That is flat-out incorrect on a number of different levels-see, for
example, Michael Stokes white paper at
http://www.w3.org/Graphics/Color/sRGB
One significant statement in said paper...
We feel that there are many reasons to support a 2.2 CRT, including;
* compatibility with a large legacy of images
* Photo CD,
* many Unix workstations,
* PC's with 256+ colors and their desktop color
schemes and icons,
* several ultra-large image collections,
* analog television,
* Apple Macintosh video imagery,
* CCIR 601 images,
* a better fit with Weber's fraction,
* compatibility with numerous standards,
* TIFF/EP,
* EXIF,
* digital TV,
* HDTV,
* analog video,
* it is closer to native CRTs gamma,
* and consistency with a larger market of displays.
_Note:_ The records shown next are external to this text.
#[cfg(test)]
mod tests {
    use super::super::testing::{login_form, Harness};
    use super::*;
    use crate::auth::authorization::AuthzError;
    use crate::auth::identity::SessionState;
    use crate::auth::session::SessionSettings;
    use crate::lifecycle::LifecycleError;
    use crate::store::AccountRepository;

    fn register_form(username: &str, email: &str) -> RegisterForm {
        RegisterForm {
            username: username.to_string(),
            email: email.to_string(),
            password: "default".to_string(),
            password_again: "default".to_string(),
        }
    }

    fn profile_form(username: &str, email: &str) -> ProfileForm {
        ProfileForm {
            username: username.to_string(),
            email: email.to_string(),
            ..Default::default()
        }
    }

    fn password_form(password: &str) -> ChangePasswordForm {
        ChangePasswordForm {
            password: password.to_string(),
            password_again: password.to_string(),
        }
    }

    #[tokio::test]
    async fn test_register_creates_active_member() {
        let h = Harness::new();
        let account = h.register("demo", "demo@example.com").await;

        assert_eq!(account.role, AccountRole::User);
        assert_eq!(account.status, AccountStatus::Active);
        assert!(account.password_hash.starts_with("$argon2id$"));
        assert!(account.activation_key.is_none());
    }

    #[tokio::test]
    async fn test_register_rejects_taken_username_and_email() {
        let h = Harness::new();
        h.register("demo", "demo@example.com").await;

        let outcome = h
            .controller
            .register(&Identity::Anonymous, register_form("demo", "DEMO@example.com"))
            .await
            .unwrap();

        let errors = outcome.into_result().unwrap_err();
        assert!(errors.contains_key("username"));
        assert!(errors.contains_key("email"));
        assert_eq!(h.store.list_accounts().await.unwrap().len(), 1);
    }

    #[tokio::test]
    async fn test_register_reports_form_errors() {
        let h = Harness::new();
        let outcome = h
            .controller
            .register(&Identity::Anonymous, RegisterForm::default())
            .await
            .unwrap();

        let errors = outcome.into_result().unwrap_err();
        assert_eq!(errors["username"], vec!["This field is required.".to_string()]);
    }

    #[tokio::test]
    async fn test_register_requires_anonymous() {
        let h = Harness::new();
        h.register("demo", "demo@example.com").await;
        let (identity, _) = h.login("demo", "default").await;

        let result = h
            .controller
            .register(&identity, register_form("other", "other@example.com"))
            .await;
        assert!(matches!(
            result,
            Err(LifecycleError::Authz(AuthzError::AlreadyAuthenticated))
        ));
    }

    #[tokio::test]
    async fn test_get_account_permissions() {
        let h = Harness::new();
        let demo = h.register("demo", "demo@example.com").await;
        let other = h.register("other", "other@example.com").await;
        let (identity, _) = h.login("demo", "default").await;

        let view = h.controller.get_account(&identity, demo.id).await.unwrap();
        assert_eq!(view.into_result().unwrap().username, "demo");

        let result = h.controller.get_account(&identity, other.id).await;
        assert!(matches!(
            result,
            Err(LifecycleError::Authz(AuthzError::InsufficientRole { .. }))
        ));

        let result = h.controller.get_account(&Identity::Anonymous, demo.id).await;
        assert!(matches!(
            result,
            Err(LifecycleError::Authz(AuthzError::NotAuthenticated))
        ));
    }

    #[tokio::test]
    async fn test_staff_reads_and_lists_everyone() {
        let h = Harness::new();
        let mut staff = h.register("staff", "staff@example.com").await;
        staff.role = AccountRole::Staff;
        h.store.update_account(&staff).await.unwrap();
        let demo = h.register("demo", "demo@example.com").await;
        let (identity, _) = h.login("staff", "default").await;

        let view = h.controller.get_account(&identity, demo.id).await.unwrap();
        assert_eq!(view.into_result().unwrap().id, demo.id);

        let missing = h.controller.get_account(&identity, Uuid::new_v4()).await.unwrap();
        assert_eq!(missing, Outcome::fail("id", NO_USER_FOUND));

        let all = h.controller.list_accounts(&identity).await.unwrap().into_result().unwrap();
        assert_eq!(all.len(), 2);
    }

    #[tokio::test]
    async fn test_member_lists_only_self() {
        let h = Harness::new();
        let demo = h.register("demo", "demo@example.com").await;
        h.register("other", "other@example.com").await;
        let (identity, _) = h.login("demo", "default").await;

        let list = h.controller.list_accounts(&identity).await.unwrap().into_result().unwrap();
        assert_eq!(list.len(), 1);
        assert_eq!(list[0].id, demo.id);
    }

    #[tokio::test]
    async fn test_update_profile_overwrites_fields() {
        let h = Harness::new();
        let demo = h.register("demo", "demo@example.com").await;
        let (identity, _) = h.login("demo", "default").await;

        let form = ProfileForm {
            first_name: Some("Demo".to_string()),
            dob: Some("1985-01-17".to_string()),
            bio: Some("Hello".to_string()),
            ..profile_form("demo_2", "demo2@example.com")
        };
        let view = h
            .controller
            .update_profile(&identity, demo.id, form)
            .await
            .unwrap()
            .into_result()
            .unwrap();
        assert_eq!(view.username, "demo_2");
        assert_eq!(view.first_name.as_deref(), Some("Demo"));
        assert_eq!(view.dob.as_deref(), Some("1985-01-17"));
        assert_eq!(view.created_time, demo.view().created_time);

        // Omitted optional fields are cleared
        let view = h
            .controller
            .update_profile(&identity, demo.id, profile_form("demo_2", "demo2@example.com"))
            .await
            .unwrap()
            .into_result()
            .unwrap();
        assert_eq!(view.first_name, None);
        assert_eq!(view.bio, None);
    }

    #[tokio::test]
    async fn test_update_profile_conflicts_and_ownership() {
        let h = Harness::new();
        let demo = h.register("demo", "demo@example.com").await;
        let other = h.register("other", "other@example.com").await;
        let (identity, _) = h.login("demo", "default").await;

        let outcome = h
            .controller
            .update_profile(&identity, demo.id, profile_form("other", "demo@example.com"))
            .await
            .unwrap();
        assert!(outcome.into_result().unwrap_err().contains_key("username"));

        let result = h
            .controller
            .update_profile(&identity, other.id, profile_form("other", "other@example.com"))
            .await;
        assert!(matches!(result, Err(LifecycleError::Authz(AuthzError::NotOwner))));
    }

    #[tokio::test]
    async fn test_change_password() {
        let h = Harness::new();
        let demo = h.register("demo", "demo@example.com").await;
        let (identity, _) = h.login("demo", "default").await;

        let outcome = h
            .controller
            .change_password(&identity, demo.id, password_form("newpass1"))
            .await
            .unwrap();
        assert!(outcome.is_success());

        let old = h
            .controller
            .login(&Identity::Anonymous, login_form("demo", "default"))
            .await
            .unwrap();
        assert!(!old.is_success());
        h.login("demo", "newpass1").await;
    }

    #[tokio::test]
    async fn test_change_password_validates_form() {
        let h = Harness::new();
        let demo = h.register("demo", "demo@example.com").await;
        let (identity, _) = h.login("demo", "default").await;

        let form = ChangePasswordForm {
            password: "newpass1".to_string(),
            password_again: "newpass2".to_string(),
        };
        let outcome = h.controller.change_password(&identity, demo.id, form).await.unwrap();
        assert_eq!(
            outcome.into_result().unwrap_err()["password_again"],
            vec!["Passwords don't match.".to_string()]
        );
    }

    #[tokio::test]
    async fn test_sensitive_operations_need_fresh_session() {
        let h = Harness::with_sessions(SessionSettings {
            reauth_window_minutes: 0,
            ..SessionSettings::default()
        });
        let demo = h.register("demo", "demo@example.com").await;
        let (identity, _) = h.login("demo", "default").await;
        assert_eq!(identity.state(), SessionState::NeedsReauth);

        let result = h
            .controller
            .change_password(&identity, demo.id, password_form("newpass1"))
            .await;
        assert!(matches!(result, Err(LifecycleError::Authz(AuthzError::ReauthRequired))));

        let result = h.controller.deactivate(&identity, demo.id).await;
        assert!(matches!(result, Err(LifecycleError::Authz(AuthzError::ReauthRequired))));

        // Profile edits only need ownership
        let outcome = h
            .controller
            .update_profile(&identity, demo.id, profile_form("demo", "demo@example.com"))
            .await
            .unwrap();
        assert!(outcome.is_success());
    }

    #[tokio::test]
    async fn test_deactivate_ends_sessions_and_sends_receipt() {
        let h = Harness::new();
        let demo = h.register("demo", "demo@example.com").await;
        let (identity, issued) = h.login("demo", "default").await;

        let outcome = h.controller.deactivate(&identity, demo.id).await.unwrap();
        assert!(outcome.is_success());

        assert_eq!(h.account(demo.id).await.status, AccountStatus::Inactive);
        let after = h
            .controller
            .sessions()
            .current_identity(Some(&issued.token))
            .await
            .unwrap();
        assert_eq!(after, Identity::Anonymous);

        let mail = h.outbox.last().expect("receipt should be sent");
        assert_eq!(mail.subject, "Your Gatehouse account is now deactivated");

        // Logging in now only mails a reactivation link
        let result = h
            .controller
            .login(&Identity::Anonymous, login_form("demo", "default"))
            .await
            .unwrap()
            .into_result()
            .unwrap();
        assert!(result.issued.is_none());
    }

    #[tokio::test]
    async fn test_deactivate_keeps_status_when_mail_fails() {
        let h = Harness::new();
        let demo = h.register("demo", "demo@example.com").await;
        let (identity, _) = h.login("demo", "default").await;
        h.outbox.set_failing(true);

        let outcome = h.controller.deactivate(&identity, demo.id).await.unwrap();
        assert_eq!(
            outcome,
            Outcome::fail("email", "Couldn't send email to demo@example.com.")
        );
        assert_eq!(h.account(demo.id).await.status, AccountStatus::Inactive);
    }
}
The bottom line, though, is that a user's ambient light level does
not affect the physics of the display. Everyone I know who uses an
LCD display calibrates it to a gamma of 2.2. To the extent that we
should even use the term "gamma" in conjunction with LCDs, the native
tone response of the display is a great deal closer to a gamma 2.2
curve than to a gamma 1.8 one.
In any case, if you did display matching, it wouldn't matter what the
destination display was calibrated to. We're talking about image
encoding gamma, and a gamma of 2.2 is much closer to the way eyeballs
and brains interpret light than gamma 1.8. Gamma 2.2 encoding puts
the bits in the shadows, where we need them because we're more
sensitive to small differences in shadows than we are in highlights.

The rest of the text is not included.